Task instructions:
Pull from the data below each line where the word "capturable" occurs, and copy it.

Records from a collection
· · · · ·

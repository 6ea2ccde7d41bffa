use gohunt::config::Config;
use gohunt::geoloc::{GeolocationProvider, ReplayProvider};
use gohunt::models::Coordinates;
use gohunt::realtime::{MemoryFeed, RedisFeed, SpawnFeed};
use gohunt::GameClient;
use std::sync::Arc;
use std::time::Duration;
use tracing_subscriber::{layer::SubscriberExt, util::SubscriberInitExt};

/// Command-line probe: logs in (or resumes a session), fetches the spawn
/// set around a fixed coordinate, binds the region channel, and walks a
/// scripted path so the movement-refetch loop is exercised end to end.
#[tokio::main]
async fn main() -> Result<(), Box<dyn std::error::Error>> {
    // Initialize tracing
    tracing_subscriber::registry()
        .with(
            tracing_subscriber::EnvFilter::try_from_default_env()
                .unwrap_or_else(|_| "gohunt=debug".into()),
        )
        .with(tracing_subscriber::fmt::layer())
        .init();

    // Load configuration
    let config = Config::from_env().map_err(|e| format!("Failed to load configuration: {}", e))?;

    tracing::info!("Starting GoHunt spawn probe");

    // Probe start coordinates (defaults to central Paris)
    let lat: f64 = std::env::var("PROBE_LAT")
        .ok()
        .and_then(|v| v.parse().ok())
        .unwrap_or(48.8566);
    let lng: f64 = std::env::var("PROBE_LNG")
        .ok()
        .and_then(|v| v.parse().ok())
        .unwrap_or(2.3522);
    let start = Coordinates::new(lat, lng)?;

    // Realtime feed: try redis, fall back to the in-process broker
    let feed: Arc<dyn SpawnFeed> = match &config.redis_url {
        Some(url) => {
            tracing::info!("Connecting realtime transport...");
            match RedisFeed::connect(url).await {
                Ok(feed) => Arc::new(feed),
                Err(e) => {
                    tracing::warn!(
                        "Failed to connect realtime transport: {}. Falling back to in-process feed.",
                        e
                    );
                    Arc::new(MemoryFeed::new())
                }
            }
        }
        None => {
            tracing::info!("REDIS_URL not configured. Using in-process feed.");
            Arc::new(MemoryFeed::new())
        }
    };

    // Scripted walk drifting north in ~22m steps, enough to cross the
    // refetch threshold every few samples
    let path: Vec<(f64, f64)> = (0..20).map(|i| (lat + i as f64 * 0.0002, lng)).collect();
    let provider: Arc<dyn GeolocationProvider> =
        Arc::new(ReplayProvider::from_path(&path, Duration::from_secs(3)));

    let client = GameClient::new(&config, provider, feed);

    // Resume a stored session, or log in with probe credentials when given
    if client.auth.restore().await?.is_none() {
        match (
            std::env::var("PROBE_USERNAME"),
            std::env::var("PROBE_PASSWORD"),
        ) {
            (Ok(username), Ok(password)) => {
                let user = client.auth.login(&username, &password).await?;
                tracing::info!("Probe running as {}", user.full_name);
            }
            _ => tracing::info!("No stored session or probe credentials; running unauthenticated"),
        }
    }

    client.tracker.on_location_update(|update| {
        tracing::debug!(
            "Position {:.6}, {:.6}",
            update.position.lat,
            update.position.lng
        );
    });

    client.spawns.fetch_nearby(start.lat, start.lng).await?;
    client.tracker.mark_fetched(Some(start));
    client.tracker.start_tracking()?;

    let mut ticker = tokio::time::interval(Duration::from_secs(10));
    loop {
        tokio::select! {
            _ = tokio::signal::ctrl_c() => break,
            _ = ticker.tick() => {
                let spawns = client.spawns.spawns();
                let capturable = spawns.iter().filter(|s| s.capturable).count();
                match client.spawns.current_region() {
                    Some(region) => tracing::info!(
                        "Tracking {} spawns ({} capturable) on {}",
                        spawns.len(),
                        capturable,
                        region.channel()
                    ),
                    None => tracing::info!(
                        "Tracking {} spawns ({} capturable), no live channel",
                        spawns.len(),
                        capturable
                    ),
                }
            }
        }
    }

    tracing::info!("Shutting down");
    client.teardown();

    Ok(())
}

· · · · ·

Task answer:
                let capturable = spawns.iter().filter(|s| s.capturable).count();
                        "Tracking {} spawns ({} capturable) on {}",
                        capturable,
                        "Tracking {} spawns ({} capturable), no live channel",
                        capturable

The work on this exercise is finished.